In the first six months of this financial year, Bajaj Finance delivered a growth of 41 per cent year on year, in assets under management (AUM), while the general insurance business has clocked a growth of almost 18 per cent in premiums in the same time period. Life insurance as a sector has been going through a slowdown. In our case, after falling in topline in life insurance last fiscal, this year we are hoping to hold premiums steady. In festive season what really mattered was consumer durable financing which grew over 40 per cent. But barring the festive season things are still muted. As economic growth picks up in 2015, these businesses should grow further. Even our small medium enterprise (SME) financing business has been growing impressively.

In insurance products have you seen investors shifting from pure debt to pure equity products in a big way?

This is more relevant for Ulip (unit linked insurance plan) products in the life insurance business. If we compare over last three years, Ulips accounted for 15 per cent of  total sales. This year the growth in Ulips has been over 25 per cent year on year as most customers are choosing equity schemes. This is due to the overall positive sentiment in the economy. Besides that, it has also to do with how the product designs have completely changed over the last few years and have become much more attractive for consumers.
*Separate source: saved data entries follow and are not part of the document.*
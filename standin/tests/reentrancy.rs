// vim: tw=80
//! Expectations whose own callbacks call back into the mocked operation
#![deny(warnings)]

use std::sync::{
    atomic::{AtomicUsize, Ordering},
    Arc
};
use standin::*;

struct Calc {
    seam: Seam,
}

#[mockable]
impl Calc {
    fn fact(&self, n: u64) -> u64 {
        (1..=n).product()
    }
}

#[test]
fn recursive_returning() {
    let registry = Registry::new();
    let c = Arc::new(Calc { seam: registry.seam() });
    let c2 = c.clone();
    let e = c.expects(Calc::FACT)
        .withf(|(n,)| *n < 10)
        .returning(move |(n,)| if n == 0 { 1 } else { n * c2.fact(n - 1) })
        .any_time();
    assert_eq!(6, c.fact(3));
    assert_eq!(4, e.calls());
    // Restoring breaks the reference cycle through the closure
    registry.teardown(true).unwrap();
    assert_eq!(24, c.fact(4));
}

#[test]
fn recursion_respects_the_budget() {
    let registry = Registry::new();
    let c = Arc::new(Calc { seam: registry.seam() });
    let c2 = c.clone();
    c.expects(Calc::FACT)
        .with((any(),))
        .returning(move |(n,)| {
            Calc::FACT.try_call(&c2, (n,), |_| 0).unwrap_or(0) + 1
        })
        .times(1);
    // The nested call finds the budget already spent
    assert_eq!(1, c.fact(5));
    registry.teardown(true).unwrap();
}

#[test]
fn matcher_may_inspect_its_expectation() {
    let registry = Registry::new();
    let c = Calc { seam: registry.seam() };
    let e = c.expects(Calc::FACT);
    let handle = e.clone();
    let e = e.withf(move |_| handle.calls() < 2)
        .returns(0)
        .any_time();
    assert_eq!(0, c.fact(1));
    assert_eq!(0, c.fact(1));
    let r = Calc::FACT.try_call(&c, (1,), |_| 1);
    assert!(matches!(r, Err(Error::ArgumentMismatch { .. })), "{:?}", r);
    assert_eq!(2, e.calls());
    registry.teardown(true).unwrap();
}

#[test]
fn stateful_returning() {
    let registry = Registry::new();
    let c = Calc { seam: registry.seam() };
    let counter = AtomicUsize::new(0);
    c.expects(Calc::FACT)
        .with((any(),))
        .returning(move |_| counter.fetch_add(1, Ordering::Relaxed) as u64)
        .times(3);
    assert_eq!(0, c.fact(9));
    assert_eq!(1, c.fact(9));
    assert_eq!(2, c.fact(9));
}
Your rural portfolio in Bajaj Finance continues to be a very small portion out of your total portfolio. Do you see it expanding in percentage terms?

Our rural portfolio is rapidly expanding every year. We started our rural business just two years ago and we have covered a large number of villages and towns in Gujarat and Maharashtra. This year we plan to take up an additional state.
Year-on-year this portfolio is expected to grow steadily. We are following a low-cost technology-led model which enables us to lend at reasonable rates and make it a profitable business from early on. As an NBFC, we don’t have an obligation to do rural business, but we see this both as a responsibility and as an opportunity.
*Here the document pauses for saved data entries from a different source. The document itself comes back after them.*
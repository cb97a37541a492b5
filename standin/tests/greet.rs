// vim: tw=80
//! Mocking a single operation of a single object.
#![deny(warnings)]

use standin::*;

#[derive(Clone)]
struct Greeter {
    name: String,
    seam: Seam,
}

#[mockable]
impl Greeter {
    fn new(registry: &Registry, name: &str) -> Self {
        Greeter { name: name.to_string(), seam: registry.seam() }
    }

    fn greet(&self) -> String {
        format!("hello, {}", self.name)
    }
}

#[test]
fn unmocked() {
    let registry = Registry::new();
    let g = Greeter::new(&registry, "Ann");
    assert_eq!("hello, Ann", g.greet());
    assert!(registry.is_empty());
}

#[test]
fn returns() {
    let registry = Registry::new();
    let g = Greeter::new(&registry, "Ann");
    g.expects(Greeter::GREET).returns("hi".to_string());
    assert_eq!("hi", g.greet());
}

#[test]
fn scenario() {
    let registry = Registry::new();
    let g = Greeter::new(&registry, "Ann");
    let e = g.expects(Greeter::GREET).returns("hi".to_string());
    assert_eq!("hi", g.greet());

    let r = Greeter::GREET.try_call(&g, (), |()| "original".to_string());
    match r {
        Err(Error::CallBudgetExceeded { expected, operation, .. }) => {
            assert_eq!(1, expected);
            assert_eq!("greet", operation);
        },
        other => panic!("Unexpected result {:?}", other)
    }
    assert!(e.verify().is_ok());
    assert_eq!(1, e.calls());

    registry.teardown(true).unwrap();
    assert_eq!("hello, Ann", g.greet());
}

#[test]
#[should_panic(expected = ".greet called too many times (expected 1 call(s))")]
fn second_call_panics() {
    let registry = Registry::new();
    let g = Greeter::new(&registry, "Ann");
    g.expects(Greeter::GREET).returns("hi".to_string());
    g.greet();
    g.greet();
    panic!("Shouldn't get here!");
}

#[test]
fn error_names_the_instance() {
    let registry = Registry::new();
    let g = Greeter::new(&registry, "Ann");
    g.expects(Greeter::GREET).never();
    let err = Greeter::GREET.try_call(&g, (), |()| String::new())
        .unwrap_err();
    let expected = format!("Greeter#{}.greet called too many times",
                           g.seam.id());
    assert!(err.to_string().starts_with(&expected), "{}", err);
}

#[test]
fn identity_reuse() {
    let registry = Registry::new();
    let g = Greeter::new(&registry, "Ann");
    let first = g.expects(Greeter::GREET);
    let second = registry.expects(&g, Greeter::GREET);
    assert!(first.ptr_eq(&second));
    assert_eq!(1, registry.len());

    // Configuration through either handle is visible through the other
    second.returns("hi".to_string()).times(2);
    assert_eq!(Budget::Exactly(2), first.remaining());
}

#[test]
fn restore_idempotence() {
    let registry = Registry::new();
    let g = Greeter::new(&registry, "Ann");
    let e = g.expects(Greeter::GREET).returns("hi".to_string()).times(3);
    assert!(registry.is_mocked(&g, "greet"));

    assert!(e.is_active());
    e.restore();
    assert!(!e.is_installed());
    assert!(!e.is_active());
    assert!(!registry.is_mocked(&g, "greet"));
    assert_eq!(Budget::Unlimited, e.remaining());
    assert!(e.verify().is_ok());
    assert_eq!("hello, Ann", g.greet());

    e.restore();
    assert!(!e.is_installed());
    assert!(registry.is_empty());
    assert_eq!("hello, Ann", g.greet());
}

#[test]
fn mock_again_after_restore() {
    let registry = Registry::new();
    let g = Greeter::new(&registry, "Ann");
    let old = g.expects(Greeter::GREET).returns("hi".to_string());
    old.restore();
    let new = g.expects(Greeter::GREET).returns("hey".to_string());
    assert!(!old.ptr_eq(&new));
    assert_eq!("hey", g.greet());
}

#[test]
fn other_instances_are_unaffected() {
    let registry = Registry::new();
    let ann = Greeter::new(&registry, "Ann");
    let bob = Greeter::new(&registry, "Bob");
    ann.expects(Greeter::GREET).returns("hi".to_string());
    assert_eq!("hello, Bob", bob.greet());
    assert_eq!("hi", ann.greet());
}

#[test]
fn clones_get_their_own_identity() {
    let registry = Registry::new();
    let ann = Greeter::new(&registry, "Ann");
    ann.expects(Greeter::GREET).returns("hi".to_string());
    let twin = ann.clone();
    assert_ne!(ann.seam.id(), twin.seam.id());
    assert_eq!("hello, Ann", twin.greet());
    assert_eq!("hi", ann.greet());
}

#[test]
fn detached_objects_run_the_original() {
    let g = Greeter { name: "Ann".to_string(), seam: Seam::detached() };
    assert_eq!("hello, Ann", g.greet());
}

#[test]
fn debug() {
    let registry = Registry::new();
    let g = Greeter::new(&registry, "Ann");
    let e = g.expects(Greeter::GREET);
    let s = format!("{:?}", e);
    assert!(s.contains("operation: \"greet\""), "{}", s);
    assert!(s.contains("remaining: Exactly(1)"), "{}", s);
    assert_eq!("Registry { expectations: 1 }", format!("{:?}", registry));
}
In case of our general and life insurance business we have a strong rural presence. The rural portfolio will grow faster, but given that we have just started, it will take time for it to be a significant percentage of our total portfolio. Over the years we would like it to be close to 10 per cent of our total portfolio.
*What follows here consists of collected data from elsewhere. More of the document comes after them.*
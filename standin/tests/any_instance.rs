// vim: tw=80
//! Mocking an operation on every instance of a type
#![deny(warnings)]

use standin::*;

struct Item {
    base: u32,
    seam: Seam,
}

#[mockable]
impl Item {
    fn new(registry: &Registry, base: u32) -> Self {
        Item { base, seam: registry.seam() }
    }

    fn price(&self) -> u32 {
        self.base
    }

    fn discounted(&self, percent: u32) -> u32 {
        self.base * (100 - percent) / 100
    }
}

#[test]
fn scenario() {
    let registry = Registry::new();
    let a = Item::new(&registry, 1);
    let b = Item::new(&registry, 2);
    let e = registry.any_instance::<Item>()
        .expects(Item::PRICE)
        .returns(9)
        .any_time();
    assert_eq!(9, a.price());
    assert_eq!(9, b.price());

    e.restore();
    assert_eq!(1, a.price());
    assert_eq!(2, b.price());
}

#[test]
fn instances_created_later() {
    let registry = Registry::new();
    registry.any_instance::<Item>()
        .expects(Item::PRICE)
        .returns(9)
        .any_time();
    let c = Item::new(&registry, 3);
    assert_eq!(9, c.price());
}

#[test]
fn target_is_the_type() {
    let registry = Registry::new();
    let e = registry.any_instance::<Item>().expects(Item::PRICE);
    assert_eq!("Item", e.target());
    assert!(e.is_any_instance());
    assert!(registry.any_instance::<Item>().is_mocked("price"));
    assert!(!registry.any_instance::<Item>().is_mocked("discounted"));
    let err = e.verify().unwrap_err();
    assert_eq!("Item.price expected. not called 1 more time(s) \
                (called 0 time(s))", err.to_string());
}

#[test]
fn identity_reuse() {
    let registry = Registry::new();
    let first = registry.any_instance::<Item>().expects(Item::PRICE);
    let second = registry.any_instance::<Item>().expects(Item::PRICE);
    assert!(first.ptr_eq(&second));
}

#[test]
fn shared_budget() {
    let registry = Registry::new();
    let a = Item::new(&registry, 1);
    let b = Item::new(&registry, 2);
    let e = registry.any_instance::<Item>()
        .expects(Item::DISCOUNTED)
        .with((eq(10u32),))
        .returns(5)
        .times(2);
    assert_eq!(5, a.discounted(10));
    assert_eq!(5, b.discounted(10));
    assert!(e.verify().is_ok());
    let r = Item::DISCOUNTED.try_call(&a, (10,), |_| 0);
    assert!(matches!(r, Err(Error::CallBudgetExceeded { .. })), "{:?}", r);
}

#[test]
fn instance_takes_precedence() {
    let registry = Registry::new();
    let a = Item::new(&registry, 1);
    let b = Item::new(&registry, 2);
    registry.any_instance::<Item>()
        .expects(Item::PRICE)
        .returns(9)
        .any_time();
    let mine = a.expects(Item::PRICE).returns(5);
    assert_eq!(5, a.price());
    assert_eq!(9, b.price());

    // An exhausted instance expectation does not fall back
    let r = Item::PRICE.try_call(&a, (), |()| 0);
    assert!(matches!(r, Err(Error::CallBudgetExceeded { .. })), "{:?}", r);

    // Until it is restored
    mine.restore();
    assert_eq!(9, a.price());
}

#[test]
fn other_registries_are_unaffected() {
    let registry = Registry::new();
    let other = Registry::new();
    let a = Item::new(&registry, 1);
    let elsewhere = Item::new(&other, 4);
    let detached = Item { base: 6, seam: Seam::detached() };
    registry.any_instance::<Item>()
        .expects(Item::PRICE)
        .returns(9)
        .any_time();
    assert_eq!(9, a.price());
    assert_eq!(4, elsewhere.price());
    assert_eq!(6, detached.price());
}

#[test]
fn teardown_restores_every_instance() {
    let registry = Registry::new();
    let a = Item::new(&registry, 1);
    let b = Item::new(&registry, 2);
    registry.any_instance::<Item>()
        .expects(Item::PRICE)
        .returns(9)
        .times(2);
    assert_eq!(9, a.price());
    assert_eq!(9, b.price());
    registry.teardown(true).unwrap();
    assert_eq!(1, a.price());
    assert_eq!(2, b.price());
}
Do you plan to build your consumer finance portfolio somewhere close to SME portfolio which is the largest?

If you look at the number of loans given annually, consumer finance is much higher than the SME. But because on an average, consumer finance loans are of very short tenure (on an average 18 months compared with 5-6 years for SME loans) the result of which is that consumer finance AUM runs off much faster. The consumer finance business is growing much faster than the SME business.

This year even banks did not clock high growth in retail lending while you have recorded over 40 per cent year on year growth in first six months of the fiscal. What were the drivers for growth in your case?

This was because of multiple drivers. Our strong value proposition for customers in terms of 0 per cent EMI on consumer durable loans combined with differentiated offerings and quick loans disbursements across our wide portfolio of products. In addition we have also built a strong partner ecosystem to enable better and faster reach to customers.  All of this has been a result of our constant endeavour to build positive customer impacting capabilities across our product portfolio

The mortgage business of yours was in consolidation phase. When do you plan to expand?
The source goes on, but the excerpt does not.